YOUR GOAL: If a line in the entries contains the string "directory", include that line in your answer.

RECORDS SUPPLIED:
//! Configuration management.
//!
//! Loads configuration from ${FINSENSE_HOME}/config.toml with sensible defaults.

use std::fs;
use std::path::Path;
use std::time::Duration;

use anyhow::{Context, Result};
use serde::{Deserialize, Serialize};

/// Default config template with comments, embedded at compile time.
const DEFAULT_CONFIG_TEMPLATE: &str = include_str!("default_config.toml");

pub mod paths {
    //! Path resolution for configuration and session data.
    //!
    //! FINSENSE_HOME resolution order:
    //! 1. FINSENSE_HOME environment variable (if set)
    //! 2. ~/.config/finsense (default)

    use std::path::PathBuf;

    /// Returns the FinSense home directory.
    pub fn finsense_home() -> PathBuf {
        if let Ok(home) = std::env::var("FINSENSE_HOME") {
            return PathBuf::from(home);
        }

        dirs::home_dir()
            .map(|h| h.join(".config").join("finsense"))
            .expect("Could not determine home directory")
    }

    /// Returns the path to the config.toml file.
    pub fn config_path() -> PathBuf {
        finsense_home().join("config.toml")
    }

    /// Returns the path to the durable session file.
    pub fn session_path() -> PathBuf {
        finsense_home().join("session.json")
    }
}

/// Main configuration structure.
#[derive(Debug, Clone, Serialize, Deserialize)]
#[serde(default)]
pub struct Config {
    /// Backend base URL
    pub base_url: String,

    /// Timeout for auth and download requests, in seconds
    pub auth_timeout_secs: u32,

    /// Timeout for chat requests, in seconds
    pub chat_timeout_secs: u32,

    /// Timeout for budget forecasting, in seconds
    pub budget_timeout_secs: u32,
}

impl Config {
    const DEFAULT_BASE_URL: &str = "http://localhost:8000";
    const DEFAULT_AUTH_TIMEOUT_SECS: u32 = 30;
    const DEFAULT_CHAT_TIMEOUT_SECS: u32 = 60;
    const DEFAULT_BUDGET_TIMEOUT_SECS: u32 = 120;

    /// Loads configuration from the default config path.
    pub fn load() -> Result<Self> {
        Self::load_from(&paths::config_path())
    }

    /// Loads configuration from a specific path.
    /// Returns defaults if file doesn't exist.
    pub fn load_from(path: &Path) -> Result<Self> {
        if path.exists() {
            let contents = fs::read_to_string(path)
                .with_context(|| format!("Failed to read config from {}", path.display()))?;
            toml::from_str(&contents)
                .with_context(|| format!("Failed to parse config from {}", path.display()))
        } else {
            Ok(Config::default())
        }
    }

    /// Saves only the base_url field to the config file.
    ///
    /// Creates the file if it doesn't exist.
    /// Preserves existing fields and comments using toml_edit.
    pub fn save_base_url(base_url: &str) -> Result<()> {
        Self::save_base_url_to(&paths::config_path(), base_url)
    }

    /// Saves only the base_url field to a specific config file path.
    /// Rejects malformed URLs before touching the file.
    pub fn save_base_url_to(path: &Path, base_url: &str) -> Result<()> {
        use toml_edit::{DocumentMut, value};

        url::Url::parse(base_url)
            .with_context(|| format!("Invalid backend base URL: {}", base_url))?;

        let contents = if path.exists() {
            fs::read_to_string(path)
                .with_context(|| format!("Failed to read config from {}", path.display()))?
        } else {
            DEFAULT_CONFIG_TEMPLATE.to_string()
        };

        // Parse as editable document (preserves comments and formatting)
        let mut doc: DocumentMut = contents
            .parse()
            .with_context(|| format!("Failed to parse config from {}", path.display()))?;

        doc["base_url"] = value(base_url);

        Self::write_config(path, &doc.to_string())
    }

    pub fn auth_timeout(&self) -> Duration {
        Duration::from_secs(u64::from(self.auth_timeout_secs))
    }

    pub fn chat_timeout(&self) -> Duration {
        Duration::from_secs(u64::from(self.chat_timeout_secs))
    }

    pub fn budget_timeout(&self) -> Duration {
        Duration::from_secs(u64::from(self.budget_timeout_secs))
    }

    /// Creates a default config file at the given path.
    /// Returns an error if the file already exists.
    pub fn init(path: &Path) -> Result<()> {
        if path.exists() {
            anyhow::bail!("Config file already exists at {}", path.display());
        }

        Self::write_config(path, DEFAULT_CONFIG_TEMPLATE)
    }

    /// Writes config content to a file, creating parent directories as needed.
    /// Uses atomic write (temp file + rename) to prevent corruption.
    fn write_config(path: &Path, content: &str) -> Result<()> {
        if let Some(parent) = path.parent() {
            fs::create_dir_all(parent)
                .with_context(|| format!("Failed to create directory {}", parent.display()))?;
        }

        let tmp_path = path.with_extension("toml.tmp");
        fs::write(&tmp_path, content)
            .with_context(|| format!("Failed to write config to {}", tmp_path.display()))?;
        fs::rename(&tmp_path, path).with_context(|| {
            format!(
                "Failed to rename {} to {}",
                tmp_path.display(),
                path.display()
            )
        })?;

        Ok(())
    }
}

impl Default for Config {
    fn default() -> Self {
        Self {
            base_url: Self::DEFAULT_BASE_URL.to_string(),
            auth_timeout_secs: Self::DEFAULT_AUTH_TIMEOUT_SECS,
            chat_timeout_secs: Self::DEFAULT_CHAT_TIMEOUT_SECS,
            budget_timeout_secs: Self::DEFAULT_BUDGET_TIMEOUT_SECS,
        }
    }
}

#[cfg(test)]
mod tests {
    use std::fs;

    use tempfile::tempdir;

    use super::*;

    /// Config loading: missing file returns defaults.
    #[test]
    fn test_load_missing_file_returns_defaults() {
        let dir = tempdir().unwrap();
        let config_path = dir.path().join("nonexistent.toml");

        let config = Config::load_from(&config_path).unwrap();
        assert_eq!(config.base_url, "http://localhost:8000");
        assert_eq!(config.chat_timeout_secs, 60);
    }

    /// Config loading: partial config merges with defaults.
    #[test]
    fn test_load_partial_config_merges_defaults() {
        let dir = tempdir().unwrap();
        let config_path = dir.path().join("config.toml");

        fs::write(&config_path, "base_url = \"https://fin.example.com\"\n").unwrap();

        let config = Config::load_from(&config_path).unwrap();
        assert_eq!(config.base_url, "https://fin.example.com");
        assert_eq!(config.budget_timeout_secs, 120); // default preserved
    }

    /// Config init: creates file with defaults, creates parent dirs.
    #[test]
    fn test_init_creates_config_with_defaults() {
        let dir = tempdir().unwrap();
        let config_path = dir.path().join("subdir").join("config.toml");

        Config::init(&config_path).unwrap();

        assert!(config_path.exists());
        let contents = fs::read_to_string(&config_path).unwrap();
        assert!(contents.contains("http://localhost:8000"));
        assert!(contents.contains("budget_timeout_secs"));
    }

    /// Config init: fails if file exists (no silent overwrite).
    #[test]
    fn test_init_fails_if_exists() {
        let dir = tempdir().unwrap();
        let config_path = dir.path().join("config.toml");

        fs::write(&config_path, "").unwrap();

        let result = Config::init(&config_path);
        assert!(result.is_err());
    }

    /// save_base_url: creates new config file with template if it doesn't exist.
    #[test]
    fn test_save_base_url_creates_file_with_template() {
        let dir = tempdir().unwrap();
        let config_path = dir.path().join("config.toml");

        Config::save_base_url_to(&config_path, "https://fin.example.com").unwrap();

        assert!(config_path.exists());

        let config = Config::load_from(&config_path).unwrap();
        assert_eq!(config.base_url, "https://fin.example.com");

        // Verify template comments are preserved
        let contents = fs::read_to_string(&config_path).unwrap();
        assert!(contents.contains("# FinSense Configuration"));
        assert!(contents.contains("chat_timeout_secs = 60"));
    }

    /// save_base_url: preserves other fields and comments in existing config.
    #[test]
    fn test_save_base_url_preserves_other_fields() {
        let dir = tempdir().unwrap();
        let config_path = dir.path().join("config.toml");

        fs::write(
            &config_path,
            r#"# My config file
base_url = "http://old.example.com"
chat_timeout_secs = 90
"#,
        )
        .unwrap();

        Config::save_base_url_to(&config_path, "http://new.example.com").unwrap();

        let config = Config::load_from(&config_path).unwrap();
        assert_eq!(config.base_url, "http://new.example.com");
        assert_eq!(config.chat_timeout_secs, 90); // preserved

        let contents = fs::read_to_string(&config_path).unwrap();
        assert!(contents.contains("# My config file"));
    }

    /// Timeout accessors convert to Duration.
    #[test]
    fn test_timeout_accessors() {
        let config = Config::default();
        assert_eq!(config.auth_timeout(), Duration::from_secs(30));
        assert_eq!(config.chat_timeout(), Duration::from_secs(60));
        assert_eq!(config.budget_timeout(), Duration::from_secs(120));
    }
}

ANSWER SPACE:
    /// Returns the FinSense home directory.
            .expect("Could not determine home directory")
                .with_context(|| format!("Failed to create directory {}", parent.display()))?;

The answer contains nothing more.